Enfin, il faut parvenir à créer l’environnement idéal. Il s’agit de concevoir une vie qui nous ressemble, tout en tenant compte des codes sociaux. On ne fait pas toujours ce qu’on veut. Soit on adapte ses ressources à son environnement, soit on fait bouger l’environnement pour s’aligner avec ses ressources. Par exemple, si tu adores la liberté et l’autonomie, tu vas négocier pour cela. Nous évaluons les besoins professionnels et personnels sans mettre de barrière.
In fine, la préparation mentale vise à déterminer sur quoi on veut progresser et à travailler dans ce sens.
Quelle est la durée nécessaire pour une préparation mentale efficace d’un dirigeant ?
Travailler sur son mental est un processus permanent. Par exemple, tu peux aider quelqu’un à créer son entreprise, mais ensuite, il aura des salariés à gérer. Cela va nécessiter de questionner une nouvelle fois ses ressources internes. En général, huit séances suffisent pour mettre quelqu’un sur la rampe de lancement.
Le but est de compresser des décennies d’expérience en quelques années, de gagner du temps. La vie passe tellement vite. Nous restons peu de temps sur cette terre, alors c’est dommage de perdre du temps à démêler des nœuds.
Avez-vous constaté des changements dans les besoins exprimés par vos clients entre 2015 et 2024 ?
Marion Lorblanchet : Oui, les besoins ont complètement évolué. Avant 2020, la performance était le seul objectif. Mais on a fini par comprendre que l’objectif unique de la performance pouvait nous faire voler en éclats et créer un climat de tension permanente. Avec la pandémie, les gens ont pris conscience de l’importance de l’équilibre entre vie professionnelle et personnelle. Il faut désormais une approche globale.
Depuis quelque temps, les choses évoluent encore. Les gens ont cessé de se centrer uniquement sur eux-mêmes et cherchent à retravailler ensemble. De plus, les peurs et incertitudes sont beaucoup plus présentes. En effet, nous faisons face à un brouillard écologique et à de nombreux défis dans tous les domaines. L’actualité a vraiment fait évoluer les mentalités.

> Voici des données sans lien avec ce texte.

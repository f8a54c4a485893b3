//! Admin moderation endpoints.
//!
//! Category mutations drop the cached public category list.

use bazaar_core::{
    BulkAction, Category, CategoryId, ListQuery, ModerationFilter, Product, ProductId,
};
use serde::{Deserialize, Serialize};
use serde::de::IgnoredAny;
use tracing::instrument;

use super::client::segment;
use super::{ApiError, ApiResult, Caller, Envelope, MarketplaceClient, Paginated};

/// Fields of a category create/update.
#[derive(Debug, Clone, PartialEq, Eq, Default, Serialize, Deserialize)]
#[serde(rename_all = "camelCase")]
pub struct CategoryInput {
    pub name: String,
    pub parent_id: Option<CategoryId>,
    pub description: Option<String>,
    pub image_url: Option<String>,
}

impl From<&Category> for CategoryInput {
    fn from(category: &Category) -> Self {
        Self {
            name: category.name.clone(),
            parent_id: category.parent_id.clone(),
            description: category.description.clone(),
            image_url: category.image_url.clone(),
        }
    }
}

#[derive(Serialize)]
struct RejectRequest<'a> {
    #[serde(skip_serializing_if = "Option::is_none")]
    reason: Option<&'a str>,
}

fn category_path(id: &CategoryId) -> String {
    format!("admin/categories/{}", segment(id.as_str()))
}

fn product_path(id: &ProductId) -> String {
    format!("admin/products/{}", segment(id.as_str()))
}

impl MarketplaceClient {
    /// One page of products for moderation.
    ///
    /// # Errors
    ///
    /// Returns an error if the API request fails.
    #[instrument(skip(self, caller, query), fields(page = query.page))]
    pub async fn admin_products(
        &self,
        caller: &Caller,
        query: &ListQuery<ModerationFilter>,
    ) -> ApiResult<Paginated<Product>> {
        self.get("admin/products", caller, &query.query_pairs())
            .await
    }

    /// Approve a product.
    ///
    /// # Errors
    ///
    /// Returns an error if the API request fails.
    #[instrument(skip(self, caller), fields(product_id = %id))]
    pub async fn approve_product(&self, caller: &Caller, id: &ProductId) -> ApiResult<()> {
        let _: IgnoredAny = self
            .patch(
                &format!("{}/approve", product_path(id)),
                caller,
                &serde_json::json!({}),
            )
            .await?;
        Ok(())
    }

    /// Reject a product with an optional reason shown to the vendor.
    ///
    /// # Errors
    ///
    /// Returns an error if the API request fails.
    #[instrument(skip(self, caller, reason), fields(product_id = %id))]
    pub async fn reject_product(
        &self,
        caller: &Caller,
        id: &ProductId,
        reason: Option<&str>,
    ) -> ApiResult<()> {
        let _: IgnoredAny = self
            .patch(
                &format!("{}/reject", product_path(id)),
                caller,
                &RejectRequest { reason },
            )
            .await?;
        Ok(())
    }

    /// Run one bulk moderation action on one product.
    ///
    /// # Errors
    ///
    /// Returns `ApiError::Forbidden` for actions that are not moderation
    /// actions, or another error if the API request fails.
    pub async fn admin_bulk_action(
        &self,
        caller: &Caller,
        id: &ProductId,
        action: BulkAction,
    ) -> ApiResult<()> {
        match action {
            BulkAction::Approve => self.approve_product(caller, id).await,
            BulkAction::Reject => self.reject_product(caller, id, None).await,
            BulkAction::Activate | BulkAction::Deactivate | BulkAction::Delete => {
                Err(ApiError::Forbidden)
            }
        }
    }

    /// Every category regardless of approval state.
    ///
    /// # Errors
    ///
    /// Returns an error if the API request fails.
    #[instrument(skip(self, caller))]
    pub async fn admin_categories(&self, caller: &Caller) -> ApiResult<Vec<Category>> {
        let envelope: Envelope<Vec<Category>> =
            self.get("admin/categories", caller, &[]).await?;
        Ok(envelope.data)
    }

    /// Create a category.
    ///
    /// # Errors
    ///
    /// Returns an error if the API request fails.
    #[instrument(skip(self, caller, input), fields(name = %input.name))]
    pub async fn create_category(
        &self,
        caller: &Caller,
        input: &CategoryInput,
    ) -> ApiResult<Category> {
        let envelope: Envelope<Category> = self.post("admin/categories", caller, input).await?;
        self.invalidate_categories().await;
        Ok(envelope.data)
    }

    /// Update a category.
    ///
    /// # Errors
    ///
    /// Returns an error if the API request fails.
    #[instrument(skip(self, caller, input), fields(category_id = %id))]
    pub async fn update_category(
        &self,
        caller: &Caller,
        id: &CategoryId,
        input: &CategoryInput,
    ) -> ApiResult<Category> {
        let envelope: Envelope<Category> = self.put(&category_path(id), caller, input).await?;
        self.invalidate_categories().await;
        Ok(envelope.data)
    }

    /// Delete a category.
    ///
    /// # Errors
    ///
    /// Returns an error if the API request fails.
    #[instrument(skip(self, caller), fields(category_id = %id))]
    pub async fn delete_category(&self, caller: &Caller, id: &CategoryId) -> ApiResult<()> {
        self.delete(&category_path(id), caller).await?;
        self.invalidate_categories().await;
        Ok(())
    }

    /// Approve or reject a vendor-proposed category.
    ///
    /// # Errors
    ///
    /// Returns an error if the API request fails.
    #[instrument(skip(self, caller), fields(category_id = %id))]
    pub async fn moderate_category(
        &self,
        caller: &Caller,
        id: &CategoryId,
        approve: bool,
    ) -> ApiResult<()> {
        let verb = if approve { "approve" } else { "reject" };
        let _: IgnoredAny = self
            .patch(
                &format!("{}/{verb}", category_path(id)),
                caller,
                &serde_json::json!({}),
            )
            .await?;
        self.invalidate_categories().await;
        Ok(())
    }
}
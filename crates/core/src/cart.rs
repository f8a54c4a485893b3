//! Shopping cart as returned by the backend.

use rust_decimal::Decimal;
use serde::{Deserialize, Serialize};

use crate::types::money::lenient;
use crate::types::{CartItemId, ProductId, VendorId};

/// A cart line.
#[derive(Debug, Clone, PartialEq, Eq, Serialize, Deserialize)]
#[serde(rename_all = "camelCase")]
pub struct CartItem {
    pub id: CartItemId,
    pub product_id: ProductId,
    pub name: String,
    #[serde(with = "lenient")]
    pub price: Decimal,
    pub quantity: u32,
    #[serde(default)]
    pub image_url: Option<String>,
    #[serde(default)]
    pub vendor_id: Option<VendorId>,
}

impl CartItem {
    /// Unit price times quantity.
    #[must_use]
    pub fn line_total(&self) -> Decimal {
        self.price * Decimal::from(self.quantity)
    }
}

/// A cart snapshot. Whether it is still current is tracked by the caller.
#[derive(Debug, Clone, PartialEq, Eq, Default, Serialize, Deserialize)]
#[serde(rename_all = "camelCase")]
pub struct Cart {
    #[serde(default)]
    pub total_items: u32,
    /// String-encoded decimal on the wire.
    #[serde(with = "lenient", default)]
    pub total_price: Decimal,
    #[serde(default)]
    pub items: Vec<CartItem>,
}

impl Cart {
    /// An empty cart.
    #[must_use]
    pub fn empty() -> Self {
        Self::default()
    }

    /// Whether the cart has no lines.
    #[must_use]
    pub fn is_empty(&self) -> bool {
        self.items.is_empty()
    }
}

/// The lightweight "does this guest have a cart" signal.
#[derive(Debug, Clone, Copy, PartialEq, Eq, Default, Serialize, Deserialize)]
#[serde(rename_all = "camelCase")]
pub struct GuestCartStatus {
    #[serde(default)]
    pub exists: bool,
    #[serde(default)]
    pub total_items: u32,
}

impl GuestCartStatus {
    /// A guest cart is worth fetching only when it exists and holds items.
    #[must_use]
    pub const fn has_items(&self) -> bool {
        self.exists && self.total_items > 0
    }
}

C’est l’instant carte blanche, avez-vous quelque chose à ajouter ?
Marion Lorblanchet : Oui, je pense que, contrairement à ce que certains peuvent croire, aucun grand leader ne réussit tout seul. Même les meilleurs se sont entourés de spécialistes. Il ne faut pas attendre d’avoir atteint un certain niveau pour se faire accompagner. Il faut plutôt se faire accompagner pour atteindre un bon niveau. On ne peut pas être compétent en tout, ni tout faire seul.
Que ce soit du coaching collectif ou individuel, il existe de nombreux spécialistes qui proposent différentes gammes de prix qui rendent ce type d’accompagnement accessible. Investir en soi est le meilleur investissement que l’on puisse faire.